Algo raro o enrarecido. Algo no conforme. Algo inesperado. Algo titubeante. Algo potente. Algo que nos transforme. Algo que haga emerger posibilidades o grietas.

Algo que solo puede aparecer cuando se dispone de “vacuolas de soledad y silencio”, después de desasirnos de la urgencia y la inestabilidad –ese querer estar ahí y aparecer, irreflexivo e inmediato– de las que están hechos los timelines.

Qué descanso supone –no sé hacer otra cosa cuando la ansiedad y el agotamiento me fríen la facultad de pensar– renunciar a decir nada, cualquier cosa.

La economía de la atención, sus redes y productos, ha contribuido (aunque también contribuyeron la pérdida de regulaciones laborales y otros fenómenos del presente) a borrar las fronteras entre el tiempo productivo y el reproductivo, entre el espacio público (controlado por terceros) y el íntimo, entre la identidad que mostramos y la que somos, que nunca es unívoca ni monolítica. Hay muchos más cabos que merecería le pena comentar de este libro, pero no quiero robar más atención de la cuenta.

De lo que quería hablar era de «cómo no hacer nada» como posible movimiento antisistémico, y sobre todo de cómo recuperar cierto ecosistema plural, diverso, productivo para el pensamiento –y esto conlleva acción– . A partir de muchas experiencias recientes, una de las consecuencias que podemos certificar es que el «pensamiento», cualquier cosa que podamos llamar así, está muy lejos de poderse activar y articular en estos espacios, que se han convertido en ecosistemas autorreferenciales y empobrecidos a pesar de los esfuerzos de tantas. Ni Odell ni yo tenemos la receta.

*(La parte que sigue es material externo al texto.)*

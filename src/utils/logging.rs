/// Initialize tracing/logging for the application.
///
/// Maps the configured level name onto a `tracing::Level`; unknown names
/// fall back to `info`.
pub fn init(default_level: &str) {
    let lvl = parse_level(default_level);

    // try_init so tests can call this repeatedly
    let _ = tracing_subscriber::fmt()
        .with_max_level(lvl)
        .with_target(false)
        .try_init();
}

pub(crate) fn parse_level(name: &str) -> tracing::Level {
    match name.to_lowercase().as_str() {
        "error" => tracing::Level::ERROR,
        "warn" | "warning" => tracing::Level::WARN,
        "debug" => tracing::Level::DEBUG,
        "trace" => tracing::Level::TRACE,
        _ => tracing::Level::INFO,
    }
}
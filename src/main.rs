//! CLI for quillcast
//!
//! Subcommands:
//! - `server`: run the WebSocket server
//! - `client`: join a thread, signal writing for every line typed on stdin,
//!   and print writer updates

use std::sync::Arc;
use std::time::{Duration, Instant};

use chrono::Duration as ChronoDuration;
use clap::Parser;
use futures_util::{SinkExt, StreamExt};
use tokio::io::{AsyncBufReadExt, BufReader};
use tokio_tungstenite::connect_async;
use tokio_tungstenite::tungstenite::Message as WsMessage;
use tracing::{error, info, warn};

use quillcast::client::{ClientEvent, SignalThrottle, WriterUpdates};
use quillcast::config::load_config;
use quillcast::notify::NotificationService;
use quillcast::presence::{PresenceTracker, ThreadId};
use quillcast::registry::SubscriptionRegistry;
use quillcast::transport::message::ClientMessage;
use quillcast::transport::websocket::start_websocket_server;

#[derive(Parser)]
#[command(name = "quillcast")]
enum Command {
    /// Start the WebSocket server
    Server,
    /// Join a thread as a user and type lines to signal writing
    Client {
        /// WebSocket server URL to connect to
        #[arg(long, default_value = "ws://127.0.0.1:8080")]
        url: String,
        /// Thread to view and write in
        #[arg(long, default_value_t = 1)]
        thread: u64,
        #[arg(long)]
        user_id: String,
        /// Display name shown to other viewers
        #[arg(long)]
        name: String,
    },
}

#[tokio::main]
async fn main() {
    let _ = dotenvy::dotenv();
    let cmd = Command::parse();

    match cmd {
        Command::Server => {
            if let Err(e) = run_server().await {
                error!("Server failed: {}", e);
            }
        }
        Command::Client {
            url,
            thread,
            user_id,
            name,
        } => {
            quillcast::utils::logging::init("info");
            if let Err(e) = run_client(&url, ThreadId(thread), user_id, name).await {
                error!("Client failed: {}", e);
            }
        }
    }
}

async fn run_server() -> Result<(), Box<dyn std::error::Error>> {
    let config = match load_config() {
        Ok(config) => config,
        Err(e) => {
            quillcast::utils::logging::init("info");
            return Err(e.into());
        }
    };
    quillcast::utils::logging::init(&config.log.level);

    let ttl = ChronoDuration::seconds(i64::try_from(config.presence.writer_ttl_secs)?);
    let service = Arc::new(NotificationService::new(
        PresenceTracker::with_ttl(ttl),
        SubscriptionRegistry::new(),
    ));

    if config.presence.sweep_interval_secs > 0 {
        tokio::spawn(NotificationService::start_sweep_loop(
            service.clone(),
            Duration::from_secs(config.presence.sweep_interval_secs),
        ));
    }

    tokio::select! {
        res = start_websocket_server(service, config.clone()) => {
            res?;
            error!("WebSocket server exited unexpectedly.");
        }
        _ = tokio::signal::ctrl_c() => {
            info!("Shutdown signal received. Exiting gracefully.");
        }
    }

    Ok(())
}

async fn run_client(
    url: &str,
    thread: ThreadId,
    user_id: String,
    name: String,
) -> Result<(), Box<dyn std::error::Error>> {
    let (ws_stream, _response) = connect_async(url).await?;
    let (mut ws_sender, mut ws_receiver) = ws_stream.split();

    for msg in [
        ClientMessage::Identify { user_id, name },
        ClientMessage::View { thread },
    ] {
        ws_sender
            .send(WsMessage::Text(serde_json::to_string(&msg)?.into()))
            .await?;
    }

    let printer = tokio::spawn(async move {
        let mut updates = WriterUpdates::new();
        while let Some(frame) = ws_receiver.next().await {
            let frame = match frame {
                Ok(frame) => frame,
                Err(e) => {
                    warn!("Connection error: {e}");
                    break;
                }
            };
            match updates.on_frame(frame) {
                ClientEvent::Writers(writers) if writers.is_empty() => {
                    println!("Nobody is writing")
                }
                ClientEvent::Writers(writers) => println!("Writing: {}", writers.join(", ")),
                ClientEvent::ServerError(message) => warn!("Server error: {message}"),
                ClientEvent::Identified => info!("Identified"),
                ClientEvent::Ignored => {}
                ClientEvent::Closed => break,
            }
        }
    });

    println!("Type to signal writing, `/post` to finish the reply, Ctrl-D to quit.");
    let mut throttle = SignalThrottle::default();
    let mut lines = BufReader::new(tokio::io::stdin()).lines();

    while let Some(line) = lines.next_line().await? {
        let msg = if line.trim() == "/post" {
            throttle.reset(thread);
            ClientMessage::Stopped { thread }
        } else if throttle.should_send(thread, Instant::now()) {
            ClientMessage::Writing { thread }
        } else {
            continue;
        };
        ws_sender
            .send(WsMessage::Text(serde_json::to_string(&msg)?.into()))
            .await?;
    }

    ws_sender.close().await?;
    printer.abort();
    Ok(())
}
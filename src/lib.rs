//! # quillcast
//!
//! `quillcast` powers a "who's writing" indicator for forum threads. Clients
//! signal while their user types a reply; everyone viewing the thread gets
//! the current list of writers pushed to them over a WebSocket.
//!
//! ## Core Modules
//!
//! - `presence`: per-thread writer entries with a 30 second expiry, and the
//!   tracker that decides when the writer list changed.
//! - `registry`: live push channels per thread, with fan-out broadcast.
//! - `notify`: glues the two together; the only path that triggers a broadcast.
//! - `client`: a connected client and the client-side signal throttle.
//! - `config`: loading server configuration.
//! - `transport`: the WebSocket protocol and server.
//! - `utils`: error types and logging.

pub mod client;
pub mod config;
pub mod notify;
pub mod presence;
pub mod registry;
pub mod transport;
pub mod utils;
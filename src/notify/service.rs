use std::collections::HashMap;
use std::sync::{Arc, Mutex};
use std::time::Duration;

use tracing::{debug, error, info};

use crate::presence::{PresenceTracker, ThreadId, UserRef, WriterListSnapshot};
use crate::registry::{Channel, SubscriptionHandle, SubscriptionRegistry};
use crate::transport::message::ServerMessage;

#[derive(Debug, Default)]
pub struct NotificationService {
    tracker: PresenceTracker,
    registry: SubscriptionRegistry,
    /// Live connections per (thread, user id) that have signalled writing.
    writer_connections: Mutex<HashMap<(ThreadId, String), usize>>,
}

impl NotificationService {
    pub fn new(tracker: PresenceTracker, registry: SubscriptionRegistry) -> Self {
        Self {
            tracker,
            registry,
            writer_connections: Mutex::new(HashMap::new()),
        }
    }

    pub fn tracker(&self) -> &PresenceTracker {
        &self.tracker
    }

    pub fn registry(&self) -> &SubscriptionRegistry {
        &self.registry
    }

    /// `user` is writing in `thread`; broadcast if the writer list changed.
    pub fn handle_writing_signal(&self, thread: ThreadId, user: &UserRef) {
        if let Some(snapshot) = self.tracker.on_writing_signal(thread, user) {
            self.publish(&snapshot);
        }
    }

    /// `user` stopped writing in `thread`; broadcast if that changed the list.
    pub fn handle_writing_stopped(&self, thread: ThreadId, user: &UserRef) {
        if let Some(snapshot) = self.tracker.on_writing_stopped(thread, user) {
            self.publish(&snapshot);
        }
    }

    /// Count one more connection of `user` writing in `thread`.
    pub fn retain_writer(&self, thread: ThreadId, user: &UserRef) {
        let mut conns = self
            .writer_connections
            .lock()
            .unwrap_or_else(|e| e.into_inner());
        *conns.entry((thread, user.id.clone())).or_insert(0) += 1;
    }

    /// Release one connection of `user` writing in `thread`. Returns true
    /// when it was the last one, i.e. the user's writing session in that
    /// thread has ended.
    pub fn release_writer(&self, thread: ThreadId, user: &UserRef) -> bool {
        let mut conns = self
            .writer_connections
            .lock()
            .unwrap_or_else(|e| e.into_inner());
        let key = (thread, user.id.clone());
        match conns.get_mut(&key) {
            Some(n) if *n > 1 => {
                *n -= 1;
                false
            }
            Some(_) => {
                conns.remove(&key);
                true
            }
            None => true,
        }
    }

    /// Start pushing writer lists of `thread` to `channel`. The channel
    /// immediately receives the current list. Expiries noticed on the way
    /// are broadcast to every viewer of the thread, the new one included.
    pub fn subscribe(&self, thread: ThreadId, channel: &Arc<dyn Channel>) -> SubscriptionHandle {
        let handle = self.registry.subscribe(thread, channel);

        let refreshed = self.tracker.refresh(thread);
        if refreshed.changed {
            self.publish(&refreshed.snapshot);
        } else if let Some(payload) = encode(&refreshed.snapshot) {
            if let Err(e) = channel.send(&payload) {
                debug!(%thread, "initial writer list not delivered: {e}");
                self.registry.unsubscribe(&handle);
            }
        }
        handle
    }

    pub fn unsubscribe(&self, handle: &SubscriptionHandle) {
        self.registry.unsubscribe(handle);
    }

    /// Prune expired writers everywhere and broadcast the threads that
    /// changed. Returns how many threads were broadcast.
    pub fn sweep_expired(&self) -> usize {
        let changed = self.tracker.sweep_expired();
        for snapshot in &changed {
            self.publish(snapshot);
        }
        changed.len()
    }

    /// Periodically sweep expired writers so viewers see them disappear
    /// without waiting for the next signal in the thread.
    pub async fn start_sweep_loop(service: Arc<NotificationService>, every: Duration) {
        info!("Writer sweep running every {:?}", every);
        let mut ticker = tokio::time::interval(every);
        // first tick completes immediately
        ticker.tick().await;

        loop {
            ticker.tick().await;
            let swept = service.sweep_expired();
            if swept > 0 {
                debug!(threads = swept, "swept expired writers");
            }
        }
    }

    fn publish(&self, snapshot: &WriterListSnapshot) {
        let Some(payload) = encode(snapshot) else {
            return;
        };
        let delivered = self.registry.broadcast(snapshot.thread, &payload);
        debug!(
            thread = %snapshot.thread,
            version = snapshot.version,
            writers = snapshot.len(),
            delivered,
            "writer list broadcast"
        );
    }
}

fn encode(snapshot: &WriterListSnapshot) -> Option<String> {
    match serde_json::to_string(&ServerMessage::from(snapshot)) {
        Ok(json) => Some(json),
        Err(e) => {
            error!("Failed to serialize writer list: {e}");
            None
        }
    }
}
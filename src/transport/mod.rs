//! The `transport` module is responsible for network communication with
//! clients over WebSockets.
//!
//! It defines the JSON protocol spoken with clients, the per-connection
//! `Session` that maps protocol messages onto the notification service, and
//! the server loop itself.

pub mod message;
pub mod session;
pub mod websocket;

#[cfg(test)]
mod tests;
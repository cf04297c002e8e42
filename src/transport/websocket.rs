//! WebSocket transport
//!
//! Accepts TCP connections, upgrades them, and runs one `Session` per
//! connection. Each connection has two halves:
//! - a writer task draining the client's outbound queue into the socket
//! - the read loop, feeding text frames into the session
//!
//! Whichever half stops first ends the connection. Session cleanup
//! (unsubscribe, drop the user's writer entries) runs exactly once, after the
//! read loop exits.

use std::net::SocketAddr;
use std::sync::Arc;
use std::sync::atomic::{AtomicUsize, Ordering};

use futures_util::{SinkExt, StreamExt};
use tokio::net::{TcpListener, TcpStream};
use tokio::spawn;
use tokio::sync::mpsc;
use tokio_tungstenite::accept_async;
use tracing::{debug, info, warn};
use tungstenite::protocol::Message as WsMessage;

use crate::client::Client;
use crate::config::Settings;
use crate::notify::NotificationService;
use crate::transport::message::ServerMessage;
use crate::transport::session::{Outcome, Session};
use crate::utils::error::TransportError;

pub async fn bind(addr: &str) -> Result<TcpListener, TransportError> {
    TcpListener::bind(addr)
        .await
        .map_err(|source| TransportError::Bind {
            addr: addr.to_string(),
            source,
        })
}

pub async fn start_websocket_server(
    service: Arc<NotificationService>,
    settings: Settings,
) -> Result<(), TransportError> {
    let listener = bind(&settings.addr()).await?;
    serve(listener, service, settings.presence.max_connections).await
}

/// Accept connections on `listener` until the task is cancelled.
pub async fn serve(
    listener: TcpListener,
    service: Arc<NotificationService>,
    max_connections: usize,
) -> Result<(), TransportError> {
    info!("WebSocket server listening on ws://{}", listener.local_addr()?);
    let active = Arc::new(AtomicUsize::new(0));

    loop {
        let (stream, peer) = match listener.accept().await {
            Ok(conn) => conn,
            Err(e) => {
                warn!("Failed to accept connection: {e}");
                continue;
            }
        };

        let slot = ConnectionSlot::acquire(&active, max_connections);
        let service = service.clone();
        spawn(handle_connection(stream, peer, service, slot));
    }
}

async fn handle_connection(
    stream: TcpStream,
    peer: SocketAddr,
    service: Arc<NotificationService>,
    slot: Option<ConnectionSlot>,
) {
    let ws_stream = match accept_async(stream).await {
        Ok(ws) => ws,
        Err(e) => {
            warn!("WebSocket handshake error from {peer}: {}", TransportError::from(e));
            return;
        }
    };
    let (mut ws_sender, mut ws_receiver) = ws_stream.split();

    let Some(_slot) = slot else {
        warn!("Rejecting {peer}: connection limit reached");
        if let Ok(json) = serde_json::to_string(&ServerMessage::error("server full")) {
            let _ = ws_sender.send(WsMessage::text(json)).await;
        }
        let _ = ws_sender.close().await;
        return;
    };

    let (tx, mut rx) = mpsc::unbounded_channel::<WsMessage>();
    let client = Arc::new(Client::new(tx));
    let client_id = client.id.clone();
    info!("{client_id} connected from {peer}");

    let mut writer = {
        let client_id = client_id.clone();
        spawn(async move {
            while let Some(msg) = rx.recv().await {
                if let Err(e) = ws_sender.send(msg).await {
                    debug!("Failed to send message to {client_id}: {e}");
                    return;
                }
            }
            let _ = ws_sender.close().await;
        })
    };

    let mut session = Session::new(service, client);

    loop {
        tokio::select! {
            frame = ws_receiver.next() => match frame {
                Some(Ok(WsMessage::Text(text))) => {
                    if session.handle_text(text.as_str()) == Outcome::Close {
                        break;
                    }
                }
                Some(Ok(WsMessage::Close(_))) | None => break,
                Some(Ok(_)) => {}
                Some(Err(e)) => {
                    debug!("Read error from {client_id}: {e}");
                    break;
                }
            },
            _ = &mut writer => {
                debug!("Send loop closed for {client_id}");
                break;
            }
        }
    }

    // Dropping the session releases the only strong reference to the client,
    // which closes the outbound queue once pending frames are flushed.
    session.close();
    drop(session);
    info!("{client_id} disconnected");
}

/// One unit of the connection budget, returned on drop.
struct ConnectionSlot(Arc<AtomicUsize>);

impl ConnectionSlot {
    fn acquire(active: &Arc<AtomicUsize>, max: usize) -> Option<Self> {
        active
            .fetch_update(Ordering::SeqCst, Ordering::SeqCst, |n| (n < max).then_some(n + 1))
            .ok()
            .map(|_| ConnectionSlot(active.clone()))
    }
}

impl Drop for ConnectionSlot {
    fn drop(&mut self) {
        self.0.fetch_sub(1, Ordering::SeqCst);
    }
}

Hace tiempo que no encuentro un espacio para el pensamiento pero sí para la ansiedad. Rara vez paso más de un día sin asomarme, también es verdad, pero me urge retomar el control sobre mi atención.

O, como explica la autora: «… cuando la lógica de la productividad capitalista amenaza tanto a la vida como a las ideas amenazadas, veo poca diferencia entre la restauración del hábitat en el sentido tradicional del contexto y la restauración de hábitats para el pensamiento humano». No tenemos, la mayoría de nosotras, cátedras ni despachos, cuartos propios ni archivos infinitos, recursos materiales para dedicarnos a la «actividad intelectual», pero la intuición me dice que podemos implicarnos (en la distancia y en la cercanía) en espacios mucho más humanos, menos controlados por algoritmos, para llenar nuestras vacuolas de soledad y silencio, para producir ese algo que está por inventar, al ritmo que nos queramos marcar.

 

* En otro texto podría extenderme sobre estas dinámicas, aquí quiero hablar de otra cosa. Las cursivas en las citas son mías.

** Todos y todas podemos enumerar beneficios y mejoras que han traído estas a nuestras vidas, ¿podemos? Es verdad que creíamos que había algo ahí, y a ratos también creo que queda algo por rescatar.